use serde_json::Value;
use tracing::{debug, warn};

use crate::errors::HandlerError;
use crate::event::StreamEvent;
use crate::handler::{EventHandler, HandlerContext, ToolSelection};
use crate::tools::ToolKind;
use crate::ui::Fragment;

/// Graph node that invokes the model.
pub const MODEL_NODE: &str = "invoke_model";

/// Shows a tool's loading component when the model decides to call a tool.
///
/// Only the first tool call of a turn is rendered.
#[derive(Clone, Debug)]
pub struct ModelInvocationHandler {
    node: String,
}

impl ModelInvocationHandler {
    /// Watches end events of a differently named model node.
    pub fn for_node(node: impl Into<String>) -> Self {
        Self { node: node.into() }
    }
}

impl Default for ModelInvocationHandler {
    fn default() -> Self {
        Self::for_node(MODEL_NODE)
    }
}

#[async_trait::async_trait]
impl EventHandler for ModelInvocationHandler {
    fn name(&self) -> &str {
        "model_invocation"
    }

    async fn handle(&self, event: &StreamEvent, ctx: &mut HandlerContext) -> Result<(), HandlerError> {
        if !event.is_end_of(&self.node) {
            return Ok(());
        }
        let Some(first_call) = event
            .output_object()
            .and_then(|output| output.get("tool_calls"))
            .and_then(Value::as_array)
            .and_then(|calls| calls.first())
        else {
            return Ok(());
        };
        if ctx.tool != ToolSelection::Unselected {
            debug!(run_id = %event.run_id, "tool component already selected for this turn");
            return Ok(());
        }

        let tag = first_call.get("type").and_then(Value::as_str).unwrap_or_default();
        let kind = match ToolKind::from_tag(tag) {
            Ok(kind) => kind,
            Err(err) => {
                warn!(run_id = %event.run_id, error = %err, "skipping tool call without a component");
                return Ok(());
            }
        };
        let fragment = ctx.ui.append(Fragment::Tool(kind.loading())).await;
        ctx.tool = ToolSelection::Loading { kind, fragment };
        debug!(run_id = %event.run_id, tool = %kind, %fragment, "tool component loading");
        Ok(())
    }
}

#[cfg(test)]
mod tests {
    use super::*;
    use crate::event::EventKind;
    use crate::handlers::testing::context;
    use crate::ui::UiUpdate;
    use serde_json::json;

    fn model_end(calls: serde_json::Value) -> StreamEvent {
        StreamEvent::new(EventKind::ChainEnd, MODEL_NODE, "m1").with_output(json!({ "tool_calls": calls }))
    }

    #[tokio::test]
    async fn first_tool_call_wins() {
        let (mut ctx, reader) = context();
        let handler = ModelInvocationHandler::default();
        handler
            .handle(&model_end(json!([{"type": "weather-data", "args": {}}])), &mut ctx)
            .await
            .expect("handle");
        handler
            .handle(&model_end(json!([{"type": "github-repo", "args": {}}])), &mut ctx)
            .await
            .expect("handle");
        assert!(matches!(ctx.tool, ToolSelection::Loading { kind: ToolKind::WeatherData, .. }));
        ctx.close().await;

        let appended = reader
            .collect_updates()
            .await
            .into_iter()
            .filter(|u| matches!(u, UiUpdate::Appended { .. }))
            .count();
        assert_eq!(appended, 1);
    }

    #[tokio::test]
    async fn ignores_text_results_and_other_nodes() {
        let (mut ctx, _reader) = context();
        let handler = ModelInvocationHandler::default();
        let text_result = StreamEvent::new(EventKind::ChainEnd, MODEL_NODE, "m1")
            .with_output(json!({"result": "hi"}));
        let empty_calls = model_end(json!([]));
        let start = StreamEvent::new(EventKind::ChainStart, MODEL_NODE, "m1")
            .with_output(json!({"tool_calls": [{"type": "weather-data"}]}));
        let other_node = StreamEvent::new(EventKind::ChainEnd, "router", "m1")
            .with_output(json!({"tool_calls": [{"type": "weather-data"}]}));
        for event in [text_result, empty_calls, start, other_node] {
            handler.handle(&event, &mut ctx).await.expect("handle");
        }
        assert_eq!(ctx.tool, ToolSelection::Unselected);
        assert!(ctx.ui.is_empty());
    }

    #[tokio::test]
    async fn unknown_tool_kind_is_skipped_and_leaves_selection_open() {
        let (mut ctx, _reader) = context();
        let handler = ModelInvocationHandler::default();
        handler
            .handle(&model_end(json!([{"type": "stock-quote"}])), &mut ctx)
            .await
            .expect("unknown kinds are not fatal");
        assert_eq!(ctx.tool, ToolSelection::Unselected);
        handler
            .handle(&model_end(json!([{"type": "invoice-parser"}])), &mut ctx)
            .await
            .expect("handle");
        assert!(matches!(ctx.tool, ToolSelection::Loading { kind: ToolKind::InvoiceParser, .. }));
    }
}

====

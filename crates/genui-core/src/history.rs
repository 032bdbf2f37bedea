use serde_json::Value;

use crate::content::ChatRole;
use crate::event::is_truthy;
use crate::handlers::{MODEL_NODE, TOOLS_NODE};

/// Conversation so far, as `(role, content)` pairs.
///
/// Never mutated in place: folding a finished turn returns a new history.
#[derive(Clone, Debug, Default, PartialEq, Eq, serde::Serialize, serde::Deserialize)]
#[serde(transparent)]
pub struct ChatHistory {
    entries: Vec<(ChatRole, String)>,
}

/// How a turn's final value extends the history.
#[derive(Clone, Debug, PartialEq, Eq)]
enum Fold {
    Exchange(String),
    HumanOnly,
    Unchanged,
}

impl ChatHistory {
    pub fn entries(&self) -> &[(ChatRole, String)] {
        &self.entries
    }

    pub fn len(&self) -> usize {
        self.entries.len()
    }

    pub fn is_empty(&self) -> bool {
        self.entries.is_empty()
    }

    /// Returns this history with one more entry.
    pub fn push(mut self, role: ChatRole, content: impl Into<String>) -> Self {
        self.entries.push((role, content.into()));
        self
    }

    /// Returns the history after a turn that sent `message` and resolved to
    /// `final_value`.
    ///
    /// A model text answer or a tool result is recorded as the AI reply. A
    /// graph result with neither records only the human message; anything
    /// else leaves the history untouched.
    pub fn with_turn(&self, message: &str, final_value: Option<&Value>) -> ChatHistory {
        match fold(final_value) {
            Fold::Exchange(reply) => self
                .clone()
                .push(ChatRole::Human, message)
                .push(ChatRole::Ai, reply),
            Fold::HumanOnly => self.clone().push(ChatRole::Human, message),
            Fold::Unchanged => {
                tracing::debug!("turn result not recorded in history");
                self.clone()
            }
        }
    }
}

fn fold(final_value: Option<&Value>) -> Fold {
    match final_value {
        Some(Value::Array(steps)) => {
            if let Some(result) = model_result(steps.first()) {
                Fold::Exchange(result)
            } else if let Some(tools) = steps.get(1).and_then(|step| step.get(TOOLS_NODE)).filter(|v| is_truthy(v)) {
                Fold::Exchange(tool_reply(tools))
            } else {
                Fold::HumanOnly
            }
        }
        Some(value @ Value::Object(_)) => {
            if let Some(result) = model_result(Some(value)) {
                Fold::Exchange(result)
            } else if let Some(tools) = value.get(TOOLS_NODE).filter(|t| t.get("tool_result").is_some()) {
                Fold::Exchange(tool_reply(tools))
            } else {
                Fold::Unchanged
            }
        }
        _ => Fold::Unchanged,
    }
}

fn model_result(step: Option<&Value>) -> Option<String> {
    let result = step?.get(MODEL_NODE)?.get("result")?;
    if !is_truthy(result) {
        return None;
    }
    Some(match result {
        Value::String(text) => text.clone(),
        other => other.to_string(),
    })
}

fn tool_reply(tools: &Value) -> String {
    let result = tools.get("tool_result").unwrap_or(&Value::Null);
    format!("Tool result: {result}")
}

====

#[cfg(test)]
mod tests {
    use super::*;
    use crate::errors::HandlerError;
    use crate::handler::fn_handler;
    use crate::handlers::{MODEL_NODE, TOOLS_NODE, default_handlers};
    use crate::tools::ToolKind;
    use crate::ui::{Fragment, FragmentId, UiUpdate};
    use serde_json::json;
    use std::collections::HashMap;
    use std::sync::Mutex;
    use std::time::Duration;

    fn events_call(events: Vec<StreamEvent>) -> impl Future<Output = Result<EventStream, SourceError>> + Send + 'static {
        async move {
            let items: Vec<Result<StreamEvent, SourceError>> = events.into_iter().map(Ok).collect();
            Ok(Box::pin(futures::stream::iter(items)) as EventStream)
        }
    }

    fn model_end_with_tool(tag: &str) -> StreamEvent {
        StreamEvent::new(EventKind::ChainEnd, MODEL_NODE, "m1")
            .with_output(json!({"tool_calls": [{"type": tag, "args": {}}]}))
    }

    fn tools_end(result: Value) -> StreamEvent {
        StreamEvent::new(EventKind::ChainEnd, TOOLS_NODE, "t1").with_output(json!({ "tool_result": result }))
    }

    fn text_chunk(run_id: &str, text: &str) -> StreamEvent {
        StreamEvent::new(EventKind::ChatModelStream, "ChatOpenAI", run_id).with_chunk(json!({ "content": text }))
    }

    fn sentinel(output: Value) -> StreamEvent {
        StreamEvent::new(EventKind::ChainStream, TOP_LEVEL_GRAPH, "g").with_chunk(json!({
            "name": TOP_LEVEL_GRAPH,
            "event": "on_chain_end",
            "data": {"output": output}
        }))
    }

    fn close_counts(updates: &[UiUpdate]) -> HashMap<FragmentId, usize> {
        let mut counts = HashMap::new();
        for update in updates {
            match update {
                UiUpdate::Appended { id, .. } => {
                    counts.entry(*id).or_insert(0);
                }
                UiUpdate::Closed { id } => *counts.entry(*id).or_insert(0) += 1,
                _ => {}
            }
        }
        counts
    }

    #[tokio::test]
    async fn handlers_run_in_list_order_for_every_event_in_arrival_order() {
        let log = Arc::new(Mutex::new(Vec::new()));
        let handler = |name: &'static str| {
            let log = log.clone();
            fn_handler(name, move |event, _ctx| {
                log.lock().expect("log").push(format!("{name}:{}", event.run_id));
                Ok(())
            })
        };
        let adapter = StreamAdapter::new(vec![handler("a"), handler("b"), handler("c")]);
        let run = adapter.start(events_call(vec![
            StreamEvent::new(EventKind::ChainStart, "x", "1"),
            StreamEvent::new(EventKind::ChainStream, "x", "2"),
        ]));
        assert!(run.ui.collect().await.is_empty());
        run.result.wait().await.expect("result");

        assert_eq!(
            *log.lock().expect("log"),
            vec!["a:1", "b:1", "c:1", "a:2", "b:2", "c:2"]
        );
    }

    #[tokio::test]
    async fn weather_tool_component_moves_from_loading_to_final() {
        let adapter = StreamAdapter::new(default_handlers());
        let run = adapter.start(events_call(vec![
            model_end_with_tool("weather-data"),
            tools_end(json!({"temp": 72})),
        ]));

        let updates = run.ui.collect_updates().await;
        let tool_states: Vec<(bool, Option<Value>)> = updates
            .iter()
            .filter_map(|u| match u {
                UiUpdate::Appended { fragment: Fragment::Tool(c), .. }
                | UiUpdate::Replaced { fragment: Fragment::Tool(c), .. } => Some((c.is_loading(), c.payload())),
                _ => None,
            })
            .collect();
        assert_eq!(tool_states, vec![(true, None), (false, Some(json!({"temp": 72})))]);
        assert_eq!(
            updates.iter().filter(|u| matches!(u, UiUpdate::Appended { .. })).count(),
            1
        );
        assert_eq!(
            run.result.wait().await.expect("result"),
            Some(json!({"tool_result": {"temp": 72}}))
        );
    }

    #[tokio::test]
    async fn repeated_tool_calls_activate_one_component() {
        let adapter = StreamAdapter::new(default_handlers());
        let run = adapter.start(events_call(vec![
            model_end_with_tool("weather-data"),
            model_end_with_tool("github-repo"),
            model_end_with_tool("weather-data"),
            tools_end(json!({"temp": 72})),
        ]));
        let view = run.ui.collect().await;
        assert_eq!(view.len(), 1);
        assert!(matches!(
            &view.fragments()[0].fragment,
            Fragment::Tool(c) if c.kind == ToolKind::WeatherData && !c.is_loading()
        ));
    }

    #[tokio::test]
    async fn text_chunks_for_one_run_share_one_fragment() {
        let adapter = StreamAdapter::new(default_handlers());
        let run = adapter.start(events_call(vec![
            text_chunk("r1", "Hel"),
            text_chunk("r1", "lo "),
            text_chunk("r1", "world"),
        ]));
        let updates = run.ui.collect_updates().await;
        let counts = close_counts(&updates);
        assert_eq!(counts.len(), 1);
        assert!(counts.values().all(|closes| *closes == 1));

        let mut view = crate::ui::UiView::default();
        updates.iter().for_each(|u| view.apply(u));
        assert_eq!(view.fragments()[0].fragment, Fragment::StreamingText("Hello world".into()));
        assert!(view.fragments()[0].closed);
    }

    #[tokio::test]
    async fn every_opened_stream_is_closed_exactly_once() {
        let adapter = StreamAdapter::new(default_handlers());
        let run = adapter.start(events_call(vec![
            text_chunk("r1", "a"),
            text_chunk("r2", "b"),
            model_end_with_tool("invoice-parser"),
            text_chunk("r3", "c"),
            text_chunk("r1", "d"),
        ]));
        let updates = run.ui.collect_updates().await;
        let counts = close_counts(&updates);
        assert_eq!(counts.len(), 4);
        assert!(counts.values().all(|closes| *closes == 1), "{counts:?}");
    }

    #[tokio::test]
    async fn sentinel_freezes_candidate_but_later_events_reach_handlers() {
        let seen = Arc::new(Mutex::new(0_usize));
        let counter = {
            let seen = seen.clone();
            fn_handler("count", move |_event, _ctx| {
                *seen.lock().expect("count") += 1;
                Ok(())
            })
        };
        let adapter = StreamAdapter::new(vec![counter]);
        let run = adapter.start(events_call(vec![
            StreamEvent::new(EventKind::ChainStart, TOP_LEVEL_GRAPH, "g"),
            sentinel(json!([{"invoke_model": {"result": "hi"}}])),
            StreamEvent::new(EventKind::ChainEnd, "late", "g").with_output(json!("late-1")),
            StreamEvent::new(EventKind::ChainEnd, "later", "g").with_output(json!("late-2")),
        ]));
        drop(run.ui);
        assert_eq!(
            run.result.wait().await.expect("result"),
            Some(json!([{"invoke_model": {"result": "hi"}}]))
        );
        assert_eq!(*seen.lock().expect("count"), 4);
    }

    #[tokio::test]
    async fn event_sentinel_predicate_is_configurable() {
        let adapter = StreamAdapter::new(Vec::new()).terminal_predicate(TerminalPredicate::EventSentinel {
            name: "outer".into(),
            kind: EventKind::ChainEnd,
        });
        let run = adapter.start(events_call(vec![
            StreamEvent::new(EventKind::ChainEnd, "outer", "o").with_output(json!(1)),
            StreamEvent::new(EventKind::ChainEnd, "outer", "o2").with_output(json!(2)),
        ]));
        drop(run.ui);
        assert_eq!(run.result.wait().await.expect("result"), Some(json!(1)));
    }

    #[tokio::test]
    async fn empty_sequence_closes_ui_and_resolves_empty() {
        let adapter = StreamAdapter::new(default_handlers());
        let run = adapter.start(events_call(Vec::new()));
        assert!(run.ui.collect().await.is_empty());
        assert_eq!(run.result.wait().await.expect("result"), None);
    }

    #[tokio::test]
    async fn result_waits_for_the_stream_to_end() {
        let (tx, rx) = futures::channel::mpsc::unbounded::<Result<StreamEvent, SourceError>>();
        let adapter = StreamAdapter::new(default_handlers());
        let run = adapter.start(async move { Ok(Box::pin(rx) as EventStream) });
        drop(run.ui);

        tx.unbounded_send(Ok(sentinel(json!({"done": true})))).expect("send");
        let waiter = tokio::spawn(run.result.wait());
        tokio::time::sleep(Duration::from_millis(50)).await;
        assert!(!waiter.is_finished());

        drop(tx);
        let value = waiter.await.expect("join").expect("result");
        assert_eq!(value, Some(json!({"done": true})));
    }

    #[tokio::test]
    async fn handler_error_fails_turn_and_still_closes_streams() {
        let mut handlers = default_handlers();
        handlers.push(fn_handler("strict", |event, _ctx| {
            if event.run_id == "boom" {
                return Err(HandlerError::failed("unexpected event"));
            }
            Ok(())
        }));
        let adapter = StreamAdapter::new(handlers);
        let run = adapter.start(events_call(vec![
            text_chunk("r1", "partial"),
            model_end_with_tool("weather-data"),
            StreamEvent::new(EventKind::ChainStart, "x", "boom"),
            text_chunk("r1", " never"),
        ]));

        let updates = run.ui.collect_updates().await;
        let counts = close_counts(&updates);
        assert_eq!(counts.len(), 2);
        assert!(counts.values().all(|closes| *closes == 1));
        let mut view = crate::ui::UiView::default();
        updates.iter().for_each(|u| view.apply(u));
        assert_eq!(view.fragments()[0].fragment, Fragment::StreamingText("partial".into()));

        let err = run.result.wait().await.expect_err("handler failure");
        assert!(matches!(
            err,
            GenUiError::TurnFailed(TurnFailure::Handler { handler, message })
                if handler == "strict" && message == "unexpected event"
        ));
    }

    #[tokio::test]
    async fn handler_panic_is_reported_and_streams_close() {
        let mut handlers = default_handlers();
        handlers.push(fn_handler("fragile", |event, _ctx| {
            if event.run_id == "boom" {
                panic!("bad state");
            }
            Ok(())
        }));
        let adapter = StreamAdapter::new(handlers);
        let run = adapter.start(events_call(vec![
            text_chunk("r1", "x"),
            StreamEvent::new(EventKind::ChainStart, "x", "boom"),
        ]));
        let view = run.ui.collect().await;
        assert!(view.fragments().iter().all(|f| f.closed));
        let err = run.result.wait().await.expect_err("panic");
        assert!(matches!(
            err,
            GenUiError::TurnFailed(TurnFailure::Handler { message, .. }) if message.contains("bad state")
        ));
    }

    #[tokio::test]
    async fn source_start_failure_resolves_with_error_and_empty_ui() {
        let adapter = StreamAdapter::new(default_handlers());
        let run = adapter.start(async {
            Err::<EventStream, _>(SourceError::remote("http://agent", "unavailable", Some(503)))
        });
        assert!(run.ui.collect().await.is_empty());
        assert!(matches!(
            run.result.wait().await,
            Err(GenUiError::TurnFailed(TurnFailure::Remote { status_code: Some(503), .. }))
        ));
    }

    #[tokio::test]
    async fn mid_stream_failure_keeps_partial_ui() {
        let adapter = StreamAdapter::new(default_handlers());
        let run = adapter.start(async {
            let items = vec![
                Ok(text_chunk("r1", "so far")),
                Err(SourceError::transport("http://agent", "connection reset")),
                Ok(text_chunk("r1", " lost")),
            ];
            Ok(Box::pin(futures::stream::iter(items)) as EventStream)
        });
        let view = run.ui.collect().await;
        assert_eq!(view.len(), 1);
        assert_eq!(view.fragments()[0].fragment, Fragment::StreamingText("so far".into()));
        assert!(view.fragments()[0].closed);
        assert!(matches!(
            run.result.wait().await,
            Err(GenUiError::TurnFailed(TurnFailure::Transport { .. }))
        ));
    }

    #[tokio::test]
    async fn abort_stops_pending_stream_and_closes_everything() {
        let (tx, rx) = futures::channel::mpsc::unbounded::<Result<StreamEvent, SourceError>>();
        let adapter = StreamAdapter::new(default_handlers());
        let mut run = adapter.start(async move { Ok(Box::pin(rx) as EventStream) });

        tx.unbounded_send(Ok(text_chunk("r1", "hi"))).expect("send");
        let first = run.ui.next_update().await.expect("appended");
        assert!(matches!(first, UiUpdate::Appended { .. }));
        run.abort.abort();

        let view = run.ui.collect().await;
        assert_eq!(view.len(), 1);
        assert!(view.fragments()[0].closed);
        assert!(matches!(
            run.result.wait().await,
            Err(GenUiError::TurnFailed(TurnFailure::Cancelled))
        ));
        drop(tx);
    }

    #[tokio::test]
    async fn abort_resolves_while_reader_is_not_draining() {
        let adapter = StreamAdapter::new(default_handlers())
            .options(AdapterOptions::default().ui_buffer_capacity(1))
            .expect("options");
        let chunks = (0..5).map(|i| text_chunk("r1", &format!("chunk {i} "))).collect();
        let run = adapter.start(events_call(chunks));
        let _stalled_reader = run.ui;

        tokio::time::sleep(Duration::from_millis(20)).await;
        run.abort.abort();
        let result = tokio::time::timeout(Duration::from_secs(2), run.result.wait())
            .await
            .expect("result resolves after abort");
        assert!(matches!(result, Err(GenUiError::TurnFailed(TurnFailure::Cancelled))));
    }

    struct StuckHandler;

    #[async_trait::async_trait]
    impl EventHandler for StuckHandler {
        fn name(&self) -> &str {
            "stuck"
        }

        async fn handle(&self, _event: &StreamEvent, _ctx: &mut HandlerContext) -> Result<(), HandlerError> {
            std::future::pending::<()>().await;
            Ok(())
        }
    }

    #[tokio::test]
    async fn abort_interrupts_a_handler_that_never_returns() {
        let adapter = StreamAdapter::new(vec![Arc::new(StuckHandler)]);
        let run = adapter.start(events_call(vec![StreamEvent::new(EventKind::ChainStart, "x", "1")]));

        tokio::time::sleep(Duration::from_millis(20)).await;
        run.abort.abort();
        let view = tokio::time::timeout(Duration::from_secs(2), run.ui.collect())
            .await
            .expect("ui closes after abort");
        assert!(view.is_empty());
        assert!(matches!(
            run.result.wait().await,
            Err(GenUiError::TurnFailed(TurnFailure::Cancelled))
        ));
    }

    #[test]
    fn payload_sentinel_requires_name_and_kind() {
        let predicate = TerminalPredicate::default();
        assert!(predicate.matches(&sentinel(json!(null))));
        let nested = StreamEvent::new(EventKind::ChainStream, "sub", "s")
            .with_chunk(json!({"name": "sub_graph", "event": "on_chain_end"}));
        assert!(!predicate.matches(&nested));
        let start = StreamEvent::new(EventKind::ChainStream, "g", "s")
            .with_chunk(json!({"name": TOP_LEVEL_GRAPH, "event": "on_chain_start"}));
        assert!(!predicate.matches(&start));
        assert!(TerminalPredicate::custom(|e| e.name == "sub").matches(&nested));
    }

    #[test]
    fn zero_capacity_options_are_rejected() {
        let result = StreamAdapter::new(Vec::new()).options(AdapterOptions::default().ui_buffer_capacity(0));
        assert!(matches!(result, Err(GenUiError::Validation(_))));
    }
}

====

• [WHAT YOU ARE ASKED TO DO]
Show, from the material above, each line that includes the string "None".

• [TASK OUTPUT]
        return None;
                _ => None,
        assert_eq!(tool_states, vec![(true, None), (false, Some(json!({"temp": 72})))]);
        assert_eq!(run.result.wait().await.expect("result"), None);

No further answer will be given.